52 Places to Go: Week 13
|Hooded oriole (male)|
My friend Karen Minkowski, a dedicated wildlife watcher and keen photographer, has made the most of her Covid confinement by discovering the wealth of wildlife in her Southern California back yard. I thank her for sharing her observations and wonderful photographs with The Intrepid Tourist.
2020 was the year my hiking shoes didn’t get much use…
I stopped walking in LA’s Santa Monica Mountains shortly before the March lockdown was imposed and after that didn’t leave my rented home much at all. Soon, I turned my attention to our suburban backyard, a patch of boring grass partly surrounded by tall mature trees with dense foliage and low maintenance non-native plants. Like millions of other people in their homes, I discovered that my backyard was a safe place to try to connect with a tiny bit of the natural world. And over the next year I saw more wildlife in the yard than I ever expected.
The diversity of bird species that pass through the yard is impressive. Some, like this Black Phoebe, visit almost daily. They perch out in the open to ensure a straight flight path to air-borne insects or those hiding in the lawn. Many birds forage in the trees, obscured by the foliage and moving too rapidly for me to capture a clear image, either in my mind or with the camera.
Crows are common, noisy and highly visible. Here’s one about to feed a begging youngster.
|Eastern fox Squirrel|
The ubiquitous Eastern Fox Squirrels are an introduced (non-native) species in southern California. Their ability to thrive in fragmented habitat has led to the displacement of the Western Gray squirrel, which requires mostly undisturbed wooded or forested areas and now occupies the foothills and mountainous areas. Nonetheless, Fox Squirrels are fun to watch as they dig up edibles buried who knows when from caches they’ve dug in the ground; tumble as they chase each other across the lawn; gnaw on a fallen clothespin; or stretch along a tree limb to soak up the morning sun.
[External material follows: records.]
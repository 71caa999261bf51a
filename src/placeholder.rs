/*!
 * Placeholder protection for translated strings.
 *
 * Catalog strings embed template tokens such as `{name}` or `{date}` that
 * must survive translation byte-for-byte. Before a string is sent to the
 * backend each token is swapped for an indexed marker the backend has no
 * reason to touch; after translation the markers are swapped back in the
 * same order.
 */

use once_cell::sync::Lazy;
use regex::Regex;

use crate::errors::CatalogError;

/// Default token pattern: brace-delimited, non-empty, no nested braces
static DEFAULT_PATTERN: Lazy<Regex> = Lazy::new(|| Regex::new(r"\{[^}]+\}").unwrap());

/// Default delimiter characters, used by the degenerate-input check
const DEFAULT_DELIMITERS: &str = "{}";

/// Delimiter syntax for placeholder tokens.
///
/// The contract of the guard is order/multiset preservation, not one fixed
/// grammar, so the token pattern is configurable.
#[derive(Debug, Clone)]
pub struct PlaceholderStyle {
    pattern: Regex,
    delimiters: String,
}

impl Default for PlaceholderStyle {
    fn default() -> Self {
        Self {
            pattern: DEFAULT_PATTERN.clone(),
            delimiters: DEFAULT_DELIMITERS.to_string(),
        }
    }
}

impl PlaceholderStyle {
    /// Build a style from a custom token pattern, keeping brace delimiters
    pub fn from_pattern(pattern: &str) -> Result<Self, CatalogError> {
        let pattern = Regex::new(pattern)
            .map_err(|e| CatalogError::Parse(format!("invalid placeholder pattern: {}", e)))?;
        Ok(Self {
            pattern,
            delimiters: DEFAULT_DELIMITERS.to_string(),
        })
    }

    /// Build a style with an explicit delimiter character set
    pub fn with_delimiters(pattern: &str, delimiters: &str) -> Result<Self, CatalogError> {
        let mut style = Self::from_pattern(pattern)?;
        style.delimiters = delimiters.to_string();
        Ok(style)
    }
}

/// Guard that masks placeholder tokens around one backend call.
#[derive(Debug, Clone, Default)]
pub struct PlaceholderGuard {
    style: PlaceholderStyle,
}

impl PlaceholderGuard {
    /// Create a guard for the given delimiter style
    pub fn new(style: PlaceholderStyle) -> Self {
        Self { style }
    }

    /// Marker for the token at `index`.
    ///
    /// The brackets are outside every natural-language alphabet, so the
    /// marker neither reads as text to the backend nor collides with
    /// anything it could plausibly produce.
    fn marker(index: usize) -> String {
        format!("⟦{}⟧", index)
    }

    /// Check for input that must not be sent to the backend at all:
    /// empty, whitespace-only, or consisting solely of delimiter characters.
    pub fn is_degenerate(&self, text: &str) -> bool {
        text.trim().is_empty() || text.chars().all(|c| self.style.delimiters.contains(c))
    }

    /// Replace each placeholder token with its indexed marker.
    ///
    /// Tokens are recorded in left-to-right encounter order; repeated tokens
    /// get distinct markers so `restore` puts every occurrence back where it
    /// was found.
    pub fn protect(&self, text: &str) -> (String, Vec<String>) {
        let mut masked = String::with_capacity(text.len());
        let mut tokens = Vec::new();
        let mut last = 0;

        for found in self.style.pattern.find_iter(text) {
            masked.push_str(&text[last..found.start()]);
            masked.push_str(&Self::marker(tokens.len()));
            tokens.push(found.as_str().to_string());
            last = found.end();
        }
        masked.push_str(&text[last..]);

        (masked, tokens)
    }

    /// Replace each marker with its original token, in recorded order
    pub fn restore(&self, translated: &str, tokens: &[String]) -> String {
        let mut restored = translated.to_string();
        for (index, token) in tokens.iter().enumerate() {
            restored = restored.replace(&Self::marker(index), token);
        }
        restored
    }
}
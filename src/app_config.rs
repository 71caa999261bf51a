use anyhow::{Result, anyhow};
use serde::{Deserialize, Serialize};
use std::collections::HashMap;
use std::default::Default;
use std::path::PathBuf;
use url::Url;

use crate::language::DEFAULT_RTL_LANGUAGES;
use crate::placeholder::{PlaceholderGuard, PlaceholderStyle};

/// Application configuration module
/// This module handles the application configuration including loading,
/// validating and saving configuration settings.
/// Represents the application configuration
#[derive(Debug, Serialize, Deserialize, Clone)]
pub struct Config {
    /// Root directory holding one subdirectory per language code
    #[serde(default = "default_locales_root")]
    pub locales_root: PathBuf,

    /// Source language code (directory read as input)
    #[serde(default = "default_source_language")]
    pub source_language: String,

    /// Target language codes, produced in this order
    #[serde(default = "default_target_languages")]
    pub target_languages: Vec<String>,

    /// Catalog file names processed per language; empty means discover
    /// every *.json file in the source language directory
    #[serde(default)]
    pub catalog_files: Vec<String>,

    /// Backend language-code overrides per catalog code
    #[serde(default)]
    pub language_mapping: HashMap<String, String>,

    /// Languages whose output receives the `_rtl` root marker
    #[serde(default = "default_rtl_languages")]
    pub rtl_languages: Vec<String>,

    /// Override of the placeholder token pattern (regex)
    #[serde(default)]
    pub placeholder_pattern: Option<String>,

    /// Translation backend config
    #[serde(default)]
    pub translation: TranslationConfig,

    /// Log level
    #[serde(default)]
    pub log_level: LogLevel,
}

/// Translation backend configuration
#[derive(Debug, Serialize, Deserialize, Clone)]
pub struct TranslationConfig {
    /// Backend endpoint URL (LibreTranslate-compatible)
    #[serde(default = "default_endpoint")]
    pub endpoint: String,

    /// API key, empty for open instances
    #[serde(default = "String::new")]
    pub api_key: String,

    /// Request timeout in seconds
    #[serde(default = "default_timeout_secs")]
    pub timeout_secs: u64,

    /// Retry attempts for transient backend failures
    #[serde(default = "default_retry_count")]
    pub retry_count: u32,

    /// Base backoff in milliseconds between retries
    #[serde(default = "default_retry_backoff_ms")]
    pub retry_backoff_ms: u64,

    /// Minimum delay in milliseconds between leaf-level backend calls
    #[serde(default = "default_delay_ms")]
    pub delay_ms: u64,
}

impl Default for TranslationConfig {
    fn default() -> Self {
        Self {
            endpoint: default_endpoint(),
            api_key: String::new(),
            timeout_secs: default_timeout_secs(),
            retry_count: default_retry_count(),
            retry_backoff_ms: default_retry_backoff_ms(),
            delay_ms: default_delay_ms(),
        }
    }
}

/// Log level for application logging
#[derive(Debug, Serialize, Deserialize, Clone, PartialEq, Default)]
#[serde(rename_all = "lowercase")]
pub enum LogLevel {
    /// Error level
    Error,
    /// Warning level
    Warn,
    /// Info level (default)
    #[default]
    Info,
    /// Debug level
    Debug,
    /// Trace level
    Trace,
}

impl Default for Config {
    fn default() -> Self {
        Self {
            locales_root: default_locales_root(),
            source_language: default_source_language(),
            target_languages: default_target_languages(),
            catalog_files: Vec::new(),
            language_mapping: HashMap::new(),
            rtl_languages: default_rtl_languages(),
            placeholder_pattern: None,
            translation: TranslationConfig::default(),
            log_level: LogLevel::default(),
        }
    }
}

impl Config {
    /// Validate the configuration after loading and CLI overrides
    pub fn validate(&self) -> Result<()> {
        if self.source_language.trim().is_empty() {
            return Err(anyhow!("Source language must not be empty"));
        }

        if self.target_languages.is_empty() {
            return Err(anyhow!("At least one target language is required"));
        }

        if self
            .target_languages
            .iter()
            .any(|lang| lang == &self.source_language)
        {
            return Err(anyhow!(
                "Target language list must not contain the source language '{}'",
                self.source_language
            ));
        }

        Url::parse(&self.translation.endpoint).map_err(|e| {
            anyhow!(
                "Invalid backend endpoint '{}': {}",
                self.translation.endpoint,
                e
            )
        })?;

        // Fail early on a bad pattern instead of mid-run
        self.placeholder_guard()?;

        Ok(())
    }

    /// Build the placeholder guard from the configured pattern
    pub fn placeholder_guard(&self) -> Result<PlaceholderGuard> {
        let style = match &self.placeholder_pattern {
            Some(pattern) => PlaceholderStyle::from_pattern(pattern)?,
            None => PlaceholderStyle::default(),
        };
        Ok(PlaceholderGuard::new(style))
    }

    /// Directory holding the source language catalogs
    pub fn source_dir(&self) -> PathBuf {
        self.locales_root.join(&self.source_language)
    }

    /// Directory holding one target language's catalogs
    pub fn target_dir(&self, language: &str) -> PathBuf {
        self.locales_root.join(language)
    }
}

fn default_locales_root() -> PathBuf {
    PathBuf::from("locales")
}

fn default_source_language() -> String {
    "en".to_string()
}

fn default_target_languages() -> Vec<String> {
    ["ar", "de", "es", "he", "hi", "it", "ja", "nl", "pl", "pt", "ru", "tr", "zh"]
        .iter()
        .map(|code| code.to_string())
        .collect()
}

fn default_rtl_languages() -> Vec<String> {
    DEFAULT_RTL_LANGUAGES
        .iter()
        .map(|code| code.to_string())
        .collect()
}

fn default_endpoint() -> String {
    "http://localhost:5000".to_string()
}

fn default_timeout_secs() -> u64 {
    30
}

fn default_retry_count() -> u32 {
    3
}

fn default_retry_backoff_ms() -> u64 {
    1000
}

fn default_delay_ms() -> u64 {
    100
}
Early in the pandemic’s first spring we spotted an opossum. As I photographed it over the next half hour, it seemed more curious than wary as it watched me. I never saw it again.
|Hooded oriole (female)|
In April the very vocal Hooded Orioles were likely breeding in the neighbors’ palm trees. I would see them mostly when they were foraging. They remained in the area for several weeks before migrating south.
A Jacaranda tree dominates the backyard.
|Allen's hummingbird and jacaranda blossoms|
|Bee feeding on jacaranda blossom|
|Squirrel eating jacaranda flower|
It bloomed in early spring, and by May its purple blossoms were falling, providing food for at least three different families of animals: Allen’s hummingbird and honeybees drink the nectar, while squirrels ingest the whole flower.
During late spring and summer I often stood on a ladder to watch birds in the neglected backyard of the house next door. Filled with flowering weeds, it attracted seed-eaters like this young Lesser Goldfinch (above) and the House Finch (below).
One summer morning a bulldozer destroyed this productive patch of suburbia gone wild, which is now almost completely covered by a construction project to extend and enlarge the existing house.
|Cooper’s hawk. This common raptor in the San Fernando Valley nests here beginning in late-March.|
For a few days in July a beautiful juvenile Cooper’s hawk hung out in the backyard.
In July I hung a hummingbird feeder and have enjoyed seeing Allen’s hummingbirds many times a day since then.
One early morning in autumn the crows were cawing relentlessly. I went outside to see what was disturbing them and glimpsed the silhouette of what resembled a large house cat high up in a tree.
But something about the shape didn’t seem quite cat-like, and soon the increasing light revealed that we had a spectacular Great-horned Owl in our backyard. The owl rested here for a good twelve hours, rarely moving from its perch and seemingly unperturbed by the incessant vocal harassment of the crows, perched as close as six feet away. Next morning the owl was gone. Months later I still check the tree, awaiting its return.
Winter arrived… Occasionally I spot “new” bird species, like this lovely Yellow-rumped warbler. It paused just long enough for me to snap its portrait as it darted quickly in search of insects, the winter diet for many omnivorous birds.
|Bushtit, another insect eater.|
As winter began to wane and vaccines arrived my feet were itching to walk through forests and woods.
One day I put on my hiking shoes and drove to Franklin Canyon. Below are a few images of my first 2021 forays.
Ruby-crowned kinglet. (The crown is seen only when a male becomes excited during the breeding season.)
|California thrasher, singing his lovely song after the rain had stopped.|
I still check my backyard, but enjoying much more my return to LA’s more natural environments.